_About this task_
Return each line in the records below that includes "Minimum".

_Data_
****************************************
//! Token lifecycle for Keygate.
//!
//! Knows when the session's token expires, renews it on demand or when the
//! provider says it expired, and fans the provider's events out to
//! listeners.
//!
//! # Two renewal paths
//!
//! ```text
//!  on demand:   caller ──refresh(min)──→ IdpClient::update_token ──→ Result back to caller
//!
//!  scheduled:   IdpEvent::TokenExpired ──→ on_token_expired() ──→ refresh(30)
//!                                                                   │
//!                                          failure recorded, never retried
//! ```
//!
//! The scheduled path is fire-and-forget. If it fails, nothing retries it.
//! The next request sees [`TokenLifecycle::needs_renewal`] and renews (or
//! sends the user back through login) itself.
//!
//! # Integration
//!
//! ```ignore
//! let lifecycle = TokenLifecycle::new(manager.clone(), Arc::new(SystemClock), TokenConfig::default());
//! let pump = lifecycle.watch_events();
//! // ...
//! pump.abort();
//! ```

mod listeners;

use std::sync::{Arc, Mutex, PoisonError};

use keygate_protocol::Clock;
use keygate_session::{IdpClient, IdpError, IdpEvent, SessionError, SessionManager};
use tokio::sync::broadcast::error::RecvError;
use tokio::task::JoinHandle;
use tracing::{debug, info, warn};

pub use listeners::SubscriptionId;
use listeners::Listeners;

// ---------------------------------------------------------------------------
// Configuration
// ---------------------------------------------------------------------------

/// Renewal thresholds.
#[derive(Debug, Clone, PartialEq, Eq)]
pub struct TokenConfig {
    /// Minimum validity requested when reacting to a token-expired event.
    /// Default: 30 seconds.
    pub scheduled_min_validity_secs: i64,
    /// Minimum validity requested right before a backend call. Default: 5.
    pub request_min_validity_secs: i64,
}

impl Default for TokenConfig {
    fn default() -> Self {
        Self {
            scheduled_min_validity_secs: 30,
            request_min_validity_secs: 5,
        }
    }
}

impl TokenConfig {
    /// Upper bound for either threshold. A token asked to stay valid for
    /// longer than this would be renewed on every call.
    pub const MAX_MIN_VALIDITY_SECS: i64 = 3_600;

    /// Clamps both thresholds to `0..=MAX_MIN_VALIDITY_SECS`.
    pub fn validated(mut self) -> Self {
        for (name, value) in [
            ("scheduled_min_validity_secs", &mut self.scheduled_min_validity_secs),
            ("request_min_validity_secs", &mut self.request_min_validity_secs),
        ] {
            let clamped = (*value).clamp(0, Self::MAX_MIN_VALIDITY_SECS);
            if clamped != *value {
                warn!(field = name, value = *value, clamped, "token threshold out of range, clamping");
                *value = clamped;
            }
        }
        self
    }
}

// ---------------------------------------------------------------------------
// Refresh records
// ---------------------------------------------------------------------------

/// What asked for a renewal.
#[derive(Debug, Clone, Copy, PartialEq, Eq)]
pub enum RefreshTrigger {
    /// A token-expired notification from the provider.
    Scheduled,
    /// An explicit [`TokenLifecycle::refresh`] call.
    OnDemand,
}

/// How a renewal ended.
#[derive(Debug, Clone, PartialEq, Eq)]
pub enum RefreshOutcome {
    Renewed,
    NotNeeded,
    Failed(SessionError),
}

/// The most recent renewal.
#[derive(Debug, Clone, PartialEq, Eq)]
pub struct RefreshRecord {
    pub trigger: RefreshTrigger,
    pub outcome: RefreshOutcome,
    pub at_epoch_seconds: i64,
}

// ---------------------------------------------------------------------------
// TokenLifecycle
// ---------------------------------------------------------------------------

struct Inner<I: IdpClient> {
    manager: SessionManager<I>,
    clock: Arc<dyn Clock>,
    config: TokenConfig,
    listeners: Listeners,
    last_refresh: Mutex<Option<RefreshRecord>>,
}

/// Expiry checks, renewal, and event subscriptions over a [`SessionManager`].
///
/// Cheap to clone. Clones share listeners and the refresh record.
pub struct TokenLifecycle<I: IdpClient> {
    inner: Arc<Inner<I>>,
}

impl<I: IdpClient> Clone for TokenLifecycle<I> {
    fn clone(&self) -> Self {
        Self {
            inner: Arc::clone(&self.inner),
        }
    }
}

impl<I: IdpClient> TokenLifecycle<I> {
    pub fn new(manager: SessionManager<I>, clock: Arc<dyn Clock>, config: TokenConfig) -> Self {
        Self {
            inner: Arc::new(Inner {
                manager,
                clock,
                config: config.validated(),
                listeners: Listeners::default(),
                last_refresh: Mutex::new(None),
            }),
        }
    }

    /// `true` if the token expires within `skew_seconds` from now, or if
    /// there is no session at all.
    pub fn is_expired(&self, skew_seconds: i64) -> bool {
        match self.inner.manager.session() {
            Some(session) => {
                self.inner.clock.now_epoch_seconds() + skew_seconds >= session.expiry_epoch_seconds
            }
            None => true,
        }
    }

    /// Seconds until the current token expires. `None` without a session.
    pub fn seconds_remaining(&self) -> Option<i64> {
        let now = self.inner.clock.now_epoch_seconds();
        self.inner.manager.session().map(|s| s.seconds_remaining(now))
    }

    /// Renews the token if it expires within `min_validity_seconds`.
    ///
    /// `Ok(false)`: still valid, nothing done. `Ok(true)`: a new token was
    /// adopted and the session replaced.
    ///
    /// # Errors
    /// [`SessionError::Unauthenticated`] without a session,
    /// [`SessionError::RefreshFailure`] when the provider refuses, and
    /// [`SessionError::MalformedSession`] when the renewed token is unusable.
    pub async fn refresh(&self, min_validity_seconds: i64) -> Result<bool, SessionError> {
        self.refresh_as(RefreshTrigger::OnDemand, min_validity_seconds).await
    }

    /// Reacts to a token-expired notification with one renewal attempt.
    /// A failure is recorded and logged, nothing more.
    pub async fn on_token_expired(&self) {
        let min = self.inner.config.scheduled_min_validity_secs;
        match self.refresh_as(RefreshTrigger::Scheduled, min).await {
            Ok(renewed) => debug!(renewed, "scheduled renewal finished"),
            Err(e) => warn!(error = %e, "scheduled renewal failed, deferring to next request"),
        }
    }

    /// `true` when a session exists but its token shouldn't be sent as-is:
    /// it has expired, or the last renewal failed.
    pub fn needs_renewal(&self) -> bool {
        if self.inner.manager.session().is_none() {
            return false;
        }
        let last_failed = matches!(
            self.last_refresh(),
            Some(RefreshRecord {
                outcome: RefreshOutcome::Failed(_),
                ..
            })
        );
        last_failed || self.is_expired(0)
    }

    pub fn last_refresh(&self) -> Option<RefreshRecord> {
        self.inner
            .last_refresh
            .lock()
            .unwrap_or_else(PoisonError::into_inner)
            .clone()
    }

    // -----------------------------------------------------------------------
    // Subscriptions
    // -----------------------------------------------------------------------

    /// Registers `listener` for every provider event. Listeners run in
    /// subscription order on the task that delivers the event.
    pub fn subscribe(&self, listener: impl Fn(&IdpEvent) + Send + Sync + 'static) -> SubscriptionId {
        let id = self.inner.listeners.subscribe(Arc::new(listener));
        debug!(%id, "event listener subscribed");
        id
    }

    /// Removes a listener. Returns `false` if `id` wasn't subscribed.
    pub fn unsubscribe(&self, id: SubscriptionId) -> bool {
        self.inner.listeners.unsubscribe(id)
    }

    /// Delivers `event` to every listener. Returns how many were called.
    pub fn notify(&self, event: &IdpEvent) -> usize {
        self.inner.listeners.notify(event)
    }

    /// Number of subscribed listeners.
    pub fn listener_count(&self) -> usize {
        self.inner.listeners.len()
    }

    /// Spawns a task that pumps the provider's events into the listener
    /// list and reacts to `TokenExpired`. Abort the handle to stop it.
    pub fn watch_events(&self) -> JoinHandle<()> {
        let mut events = self.inner.manager.idp().subscribe();
        let lifecycle = self.clone();
        tokio::spawn(async move {
            loop {
                match events.recv().await {
                    Ok(event) => {
                        lifecycle.notify(&event);
                        match event {
                            IdpEvent::TokenExpired => lifecycle.on_token_expired().await,
                            IdpEvent::AuthError { .. } => warn!("identity provider reported an error"),
                            IdpEvent::AuthSuccess => debug!("identity provider reported success"),
                        }
                    }
                    Err(RecvError::Lagged(skipped)) => {
                        warn!(skipped, "event pump fell behind, some events were dropped");
                    }
                    Err(RecvError::Closed) => {
                        debug!("provider event channel closed, stopping pump");
                        break;
                    }
                }
            }
        })
    }

    pub fn manager(&self) -> &SessionManager<I> {
        &self.inner.manager
    }

    pub fn config(&self) -> &TokenConfig {
        &self.inner.config
    }

    // -----------------------------------------------------------------------
    // Internals
    // -----------------------------------------------------------------------

    async fn refresh_as(
        &self,
        trigger: RefreshTrigger,
        min_validity_seconds: i64,
    ) -> Result<bool, SessionError> {
        let result = self.renew(min_validity_seconds).await;
        let outcome = match &result {
            Ok(true) => RefreshOutcome::Renewed,
            Ok(false) => RefreshOutcome::NotNeeded,
            Err(e) => RefreshOutcome::Failed(e.clone()),
        };
        let record = RefreshRecord {
            trigger,
            outcome,
            at_epoch_seconds: self.inner.clock.now_epoch_seconds(),
        };
        *self
            .inner
            .last_refresh
            .lock()
            .unwrap_or_else(PoisonError::into_inner) = Some(record);
        result
    }

    async fn renew(&self, min_validity_seconds: i64) -> Result<bool, SessionError> {
        let manager = &self.inner.manager;
        if manager.session().is_none() {
            return Err(SessionError::Unauthenticated);
        }

        match manager.idp().update_token(min_validity_seconds).await {
            Ok(false) => {
                debug!(min_validity_seconds, "token still valid, no renewal needed");
                Ok(false)
            }
            Ok(true) => {
                let session = manager.adopt_renewed_token()?;
                info!(expiry = session.expiry_epoch_seconds, "token renewed");
                Ok(true)
            }
            Err(IdpError::NotAuthenticated) => Err(SessionError::Unauthenticated),
            Err(e) => {
                debug!(error = %e, "renewal error detail");
                Err(SessionError::RefreshFailure { detail: e.to_string() })
            }
        }
    }
}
****************************************
_Result of the task_
    /// Minimum validity requested when reacting to a token-expired event.
    /// Minimum validity requested right before a backend call. Default: 5.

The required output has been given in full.